- WHAT TO DO -
Please reproduce the data below exactly, from the first line to the last.
....
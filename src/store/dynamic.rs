use parking_lot::RwLock;
use rustc_hash::FxHashMap;
use smallvec::SmallVec;

use crate::error::{Result, StoreError};
use crate::ids::IdGenerator;
use crate::records::{BlockId, DynamicKind, DynamicRecord};

/// Default payload capacity of one dynamic block, in bytes.
pub const DEFAULT_BLOCK_SIZE: usize = 120;

/// Store for the overflow blocks of one logical value kind.
///
/// Allocation reserves identifiers and builds chained records, but nothing
/// reaches the store map until a command applies the records at commit.
#[derive(Debug)]
pub struct DynamicStore {
    kind: DynamicKind,
    block_size: usize,
    inner: RwLock<Inner>,
}

#[derive(Debug)]
struct Inner {
    records: FxHashMap<BlockId, DynamicRecord>,
    ids: IdGenerator,
}

impl DynamicStore {
    pub fn new(kind: DynamicKind) -> Self {
        Self::with_block_size(kind, DEFAULT_BLOCK_SIZE)
    }

    pub fn with_block_size(kind: DynamicKind, block_size: usize) -> Self {
        Self {
            kind,
            block_size,
            inner: RwLock::new(Inner {
                records: FxHashMap::default(),
                ids: IdGenerator::new(kind.id_type()),
            }),
        }
    }

    pub fn kind(&self) -> DynamicKind {
        self.kind
    }

    /// Splits `data` into a forward-linked chain of created records.
    pub fn allocate_bytes(&self, data: &[u8]) -> Result<SmallVec<[DynamicRecord; 2]>> {
        let mut inner = self.inner.write();
        let chunks: Vec<&[u8]> = if data.is_empty() {
            vec![&[]]
        } else {
            data.chunks(self.block_size).collect()
        };
        let mut ids = Vec::with_capacity(chunks.len());
        for _ in 0..chunks.len() {
            ids.push(inner.ids.allocate()?);
        }
        let mut records = SmallVec::new();
        for (index, chunk) in chunks.iter().enumerate() {
            let mut record = DynamicRecord::new(ids[index], self.kind);
            record.header.in_use = true;
            record.header.created = true;
            record.prev_block = index.checked_sub(1).map(|i| ids[i]);
            record.next_block = ids.get(index + 1).copied();
            record.set_bytes(chunk.to_vec());
            records.push(record);
        }
        Ok(records)
    }

    /// As [`allocate_bytes`](Self::allocate_bytes), for UTF-16 name text.
    pub fn allocate_chars(&self, data: &[u16]) -> Result<SmallVec<[DynamicRecord; 2]>> {
        let chars_per_block = (self.block_size / 2).max(1);
        let mut inner = self.inner.write();
        let chunks: Vec<&[u16]> = if data.is_empty() {
            vec![&[]]
        } else {
            data.chunks(chars_per_block).collect()
        };
        let mut ids = Vec::with_capacity(chunks.len());
        for _ in 0..chunks.len() {
            ids.push(inner.ids.allocate()?);
        }
        let mut records = SmallVec::new();
        for (index, chunk) in chunks.iter().enumerate() {
            let mut record = DynamicRecord::new(ids[index], self.kind);
            record.header.in_use = true;
            record.header.created = true;
            record.prev_block = index.checked_sub(1).map(|i| ids[i]);
            record.next_block = ids.get(index + 1).copied();
            record.set_chars(chunk.to_vec());
            records.push(record);
        }
        Ok(records)
    }

    /// Reads a whole chain heavy, following next-block pointers from `first`.
    pub fn read_chain(&self, first: BlockId) -> Result<SmallVec<[DynamicRecord; 2]>> {
        let inner = self.inner.read();
        let mut records = SmallVec::new();
        let mut next = Some(first);
        while let Some(id) = next {
            let record = inner.records.get(&id).ok_or_else(|| {
                StoreError::InvalidRecord(format!("dynamic block {id} not in use"))
            })?;
            next = record.next_block;
            records.push(record.clone());
        }
        Ok(records)
    }

    /// Command-apply primitive: persists an in-use record, or frees the
    /// identifier of a not-in-use one.
    pub fn write_record(&self, record: &DynamicRecord) -> Result<()> {
        let mut inner = self.inner.write();
        if record.header.in_use {
            if record.is_light() {
                return Err(StoreError::IllegalState(format!(
                    "dynamic block {} written while light",
                    record.id
                )));
            }
            let mut stored = record.clone();
            stored.header.created = false;
            stored.header.changed = false;
            inner.records.insert(record.id, stored);
        } else {
            inner.records.remove(&record.id);
            inner.ids.free(record.id);
        }
        Ok(())
    }

    /// Returns a created-record identifier to the free list (rollback path).
    pub fn free_id(&self, id: BlockId) {
        self.inner.write().ids.free(id);
    }

    pub fn in_use_ids(&self) -> Vec<BlockId> {
        self.inner.read().records.keys().copied().collect()
    }

    pub fn resync_ids(&self) {
        let mut inner = self.inner.write();
        let ids: Vec<BlockId> = inner.records.keys().copied().collect();
        inner.ids.resync(ids);
    }
}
....
- RESULT OF THIS EXERCISE -
filename src/store/dynamic.rs
use parking_lot::RwLock;
use rustc_hash::FxHashMap;
use smallvec::SmallVec;

use crate::error::{Result, StoreError};
use crate::ids::IdGenerator;
use crate::records::{BlockId, DynamicKind, DynamicRecord};

/// Default payload capacity of one dynamic block, in bytes.
pub const DEFAULT_BLOCK_SIZE: usize = 120;

/// Store for the overflow blocks of one logical value kind.
///
/// Allocation reserves identifiers and builds chained records, but nothing
/// reaches the store map until a command applies the records at commit.
#[derive(Debug)]
pub struct DynamicStore {
    kind: DynamicKind,
    block_size: usize,
    inner: RwLock<Inner>,
}

#[derive(Debug)]
struct Inner {
    records: FxHashMap<BlockId, DynamicRecord>,
    ids: IdGenerator,
}

impl DynamicStore {
    pub fn new(kind: DynamicKind) -> Self {
        Self::with_block_size(kind, DEFAULT_BLOCK_SIZE)
    }

    pub fn with_block_size(kind: DynamicKind, block_size: usize) -> Self {
        Self {
            kind,
            block_size,
            inner: RwLock::new(Inner {
                records: FxHashMap::default(),
                ids: IdGenerator::new(kind.id_type()),
            }),
        }
    }

    pub fn kind(&self) -> DynamicKind {
        self.kind
    }

    /// Splits `data` into a forward-linked chain of created records.
    pub fn allocate_bytes(&self, data: &[u8]) -> Result<SmallVec<[DynamicRecord; 2]>> {
        let mut inner = self.inner.write();
        let chunks: Vec<&[u8]> = if data.is_empty() {
            vec![&[]]
        } else {
            data.chunks(self.block_size).collect()
        };
        let mut ids = Vec::with_capacity(chunks.len());
        for _ in 0..chunks.len() {
            ids.push(inner.ids.allocate()?);
        }
        let mut records = SmallVec::new();
        for (index, chunk) in chunks.iter().enumerate() {
            let mut record = DynamicRecord::new(ids[index], self.kind);
            record.header.in_use = true;
            record.header.created = true;
            record.prev_block = index.checked_sub(1).map(|i| ids[i]);
            record.next_block = ids.get(index + 1).copied();
            record.set_bytes(chunk.to_vec());
            records.push(record);
        }
        Ok(records)
    }

    /// As [`allocate_bytes`](Self::allocate_bytes), for UTF-16 name text.
    pub fn allocate_chars(&self, data: &[u16]) -> Result<SmallVec<[DynamicRecord; 2]>> {
        let chars_per_block = (self.block_size / 2).max(1);
        let mut inner = self.inner.write();
        let chunks: Vec<&[u16]> = if data.is_empty() {
            vec![&[]]
        } else {
            data.chunks(chars_per_block).collect()
        };
        let mut ids = Vec::with_capacity(chunks.len());
        for _ in 0..chunks.len() {
            ids.push(inner.ids.allocate()?);
        }
        let mut records = SmallVec::new();
        for (index, chunk) in chunks.iter().enumerate() {
            let mut record = DynamicRecord::new(ids[index], self.kind);
            record.header.in_use = true;
            record.header.created = true;
            record.prev_block = index.checked_sub(1).map(|i| ids[i]);
            record.next_block = ids.get(index + 1).copied();
            record.set_chars(chunk.to_vec());
            records.push(record);
        }
        Ok(records)
    }

    /// Reads a whole chain heavy, following next-block pointers from `first`.
    pub fn read_chain(&self, first: BlockId) -> Result<SmallVec<[DynamicRecord; 2]>> {
        let inner = self.inner.read();
        let mut records = SmallVec::new();
        let mut next = Some(first);
        while let Some(id) = next {
            let record = inner.records.get(&id).ok_or_else(|| {
                StoreError::InvalidRecord(format!("dynamic block {id} not in use"))
            })?;
            next = record.next_block;
            records.push(record.clone());
        }
        Ok(records)
    }

    /// Command-apply primitive: persists an in-use record, or frees the
    /// identifier of a not-in-use one.
    pub fn write_record(&self, record: &DynamicRecord) -> Result<()> {
        let mut inner = self.inner.write();
        if record.header.in_use {
            if record.is_light() {
                return Err(StoreError::IllegalState(format!(
                    "dynamic block {} written while light",
                    record.id
                )));
            }
            let mut stored = record.clone();
            stored.header.created = false;
            stored.header.changed = false;
            inner.records.insert(record.id, stored);
        } else {
            inner.records.remove(&record.id);
            inner.ids.free(record.id);
        }
        Ok(())
    }

    /// Returns a created-record identifier to the free list (rollback path).
    pub fn free_id(&self, id: BlockId) {
        self.inner.write().ids.free(id);
    }

    pub fn in_use_ids(&self) -> Vec<BlockId> {
        self.inner.read().records.keys().copied().collect()
    }

    pub fn resync_ids(&self) {
        let mut inner = self.inner.write();
        let ids: Vec<BlockId> = inner.records.keys().copied().collect();
        inner.ids.resync(ids);
    }
}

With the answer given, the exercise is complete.